### How to complete this task
For the entries that follow, count the lines containing the string "orders" and write only the number.

Dataset Start Marker

// Schema parser: extracts column lists and PRIMARY KEY columns from
// CREATE TABLE statements. Favors speed over complete DDL parsing.

use regex::Regex;
use tracing::debug;

#[derive(Debug, Clone, PartialEq, Eq)]
pub struct TableDefinition {
    pub schema: Option<String>,
    pub table: String,
    pub columns: Vec<String>,
    pub primary_key: Vec<String>,
}

pub struct SchemaParser {
    create_table_re: Regex,
    primary_key_re: Regex,
    column_re: Regex,
}

// Leading words of table-level constraints inside a CREATE TABLE body.
const CONSTRAINT_PREFIXES: [&str; 7] = [
    "PRIMARY KEY",
    "KEY ",
    "UNIQUE",
    "CONSTRAINT",
    "FOREIGN KEY",
    "FULLTEXT",
    "INDEX",
];

impl SchemaParser {
    // Build regexes once for reuse.
    pub fn new() -> Result<Self, regex::Error> {
        let create_table_re = Regex::new(
            r#"(?i)^\s*CREATE\s+TABLE\s+(?:IF\s+NOT\s+EXISTS\s+)?(?:[`"\[]?(\w+)[`"\]]?\.)?[`"\[]?(\w+)[`"\]]?"#,
        )?;
        let primary_key_re = Regex::new(r"(?i)PRIMARY\s+KEY\s*\(([^)]*)\)")?;
        let column_re = Regex::new(r#"^[`"\[]?(\w+)[`"\]]?\s+(\w+)"#)?;
        Ok(Self {
            create_table_re,
            primary_key_re,
            column_re,
        })
    }

    // Every CREATE TABLE among `statements`.
    pub fn parse_statements(&self, statements: &[String]) -> Vec<TableDefinition> {
        let defs: Vec<TableDefinition> = statements
            .iter()
            .filter_map(|stmt| self.parse_create(stmt))
            .collect();
        debug!(
            "ParseSchemas: {} tables, {} with PK",
            defs.len(),
            defs.iter().filter(|d| !d.primary_key.is_empty()).count()
        );
        defs
    }

    pub fn parse_create(&self, stmt: &str) -> Option<TableDefinition> {
        let cap = self.create_table_re.captures(stmt)?;
        let table = cap.get(2)?.as_str().to_string();
        let schema = cap.get(1).map(|m| m.as_str().to_string());

        let open = stmt.find('(')?;
        let close = stmt.rfind(')')?;
        if close <= open {
            return None;
        }
        let body = &stmt[open + 1..close];

        let mut columns = Vec::new();
        let mut primary_key = Vec::new();
        for def in split_top_level(body) {
            let def = def.trim();
            let upper = def.to_ascii_uppercase();
            if def.is_empty() || CONSTRAINT_PREFIXES.iter().any(|p| upper.starts_with(p)) {
                continue;
            }
            if let Some(m) = self.column_re.captures(def).and_then(|c| c.get(1)) {
                let col = m.as_str().to_string();
                // Column-level `id INT PRIMARY KEY`.
                if upper.contains("PRIMARY KEY") {
                    primary_key.push(col.clone());
                }
                columns.push(col);
            }
        }

        if let Some(list) = self.primary_key_re.captures(body).and_then(|c| c.get(1)) {
            primary_key = list
                .as_str()
                .split(',')
                .map(|p| p.trim().trim_matches(|c| matches!(c, '`' | '"' | '\'' | '[' | ']')))
                .filter(|p| !p.is_empty())
                .map(str::to_string)
                .collect();
        }

        debug!(
            "ParseSchemas: table {} has {} columns, PK {:?}",
            table,
            columns.len(),
            primary_key
        );
        Some(TableDefinition {
            schema,
            table,
            columns,
            primary_key,
        })
    }
}

// Split a CREATE TABLE body on commas that are outside parentheses and quotes.
fn split_top_level(body: &str) -> Vec<&str> {
    let mut parts = Vec::new();
    let mut depth = 0i32;
    let mut quote: Option<char> = None;
    let mut start = 0;
    for (i, c) in body.char_indices() {
        if let Some(q) = quote {
            if c == q {
                quote = None;
            }
            continue;
        }
        match c {
            '\'' | '"' | '`' => quote = Some(c),
            '(' => depth += 1,
            ')' => depth -= 1,
            ',' if depth == 0 => {
                parts.push(&body[start..i]);
                start = i + 1;
            }
            _ => {}
        }
    }
    parts.push(&body[start..]);
    parts
}

#[cfg(test)]
mod tests {
    use super::*;
    use crate::parser::insert::StatementSplitter;

    fn parse_text(text: &str) -> Vec<TableDefinition> {
        let statements = StatementSplitter::new().unwrap().split(text);
        SchemaParser::new().unwrap().parse_statements(&statements)
    }

    #[test]
    fn table_level_primary_key() {
        let defs = parse_text(
            "CREATE TABLE IF NOT EXISTS `hr`.`orders` (\n  `region` varchar(10) NOT NULL,\n  \
             `order_no` int,\n  `total` decimal(10,2),\n  PRIMARY KEY (`region`, `order_no`)\n);",
        );
        assert_eq!(defs.len(), 1);
        let d = &defs[0];
        assert_eq!(d.schema.as_deref(), Some("hr"));
        assert_eq!(d.table, "orders");
        assert_eq!(d.columns, vec!["region", "order_no", "total"]);
        assert_eq!(d.primary_key, vec!["region", "order_no"]);
    }

    #[test]
    fn column_level_primary_key_and_plain_names() {
        let defs = parse_text("create table users (id INT PRIMARY KEY, name TEXT);");
        assert_eq!(defs[0].schema, None);
        assert_eq!(defs[0].columns, vec!["id", "name"]);
        assert_eq!(defs[0].primary_key, vec!["id"]);
    }

    #[test]
    fn ignores_other_statements() {
        assert!(parse_text("INSERT INTO t VALUES (1);").is_empty());
    }

    #[test]
    fn create_table_after_prose() {
        let defs = parse_text("Users' table:\nCREATE TABLE users (id INT PRIMARY KEY);");
        assert_eq!(defs.len(), 1);
        assert_eq!(defs[0].primary_key, vec!["id"]);
    }
}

Dataset End Marker

### Exercise response
2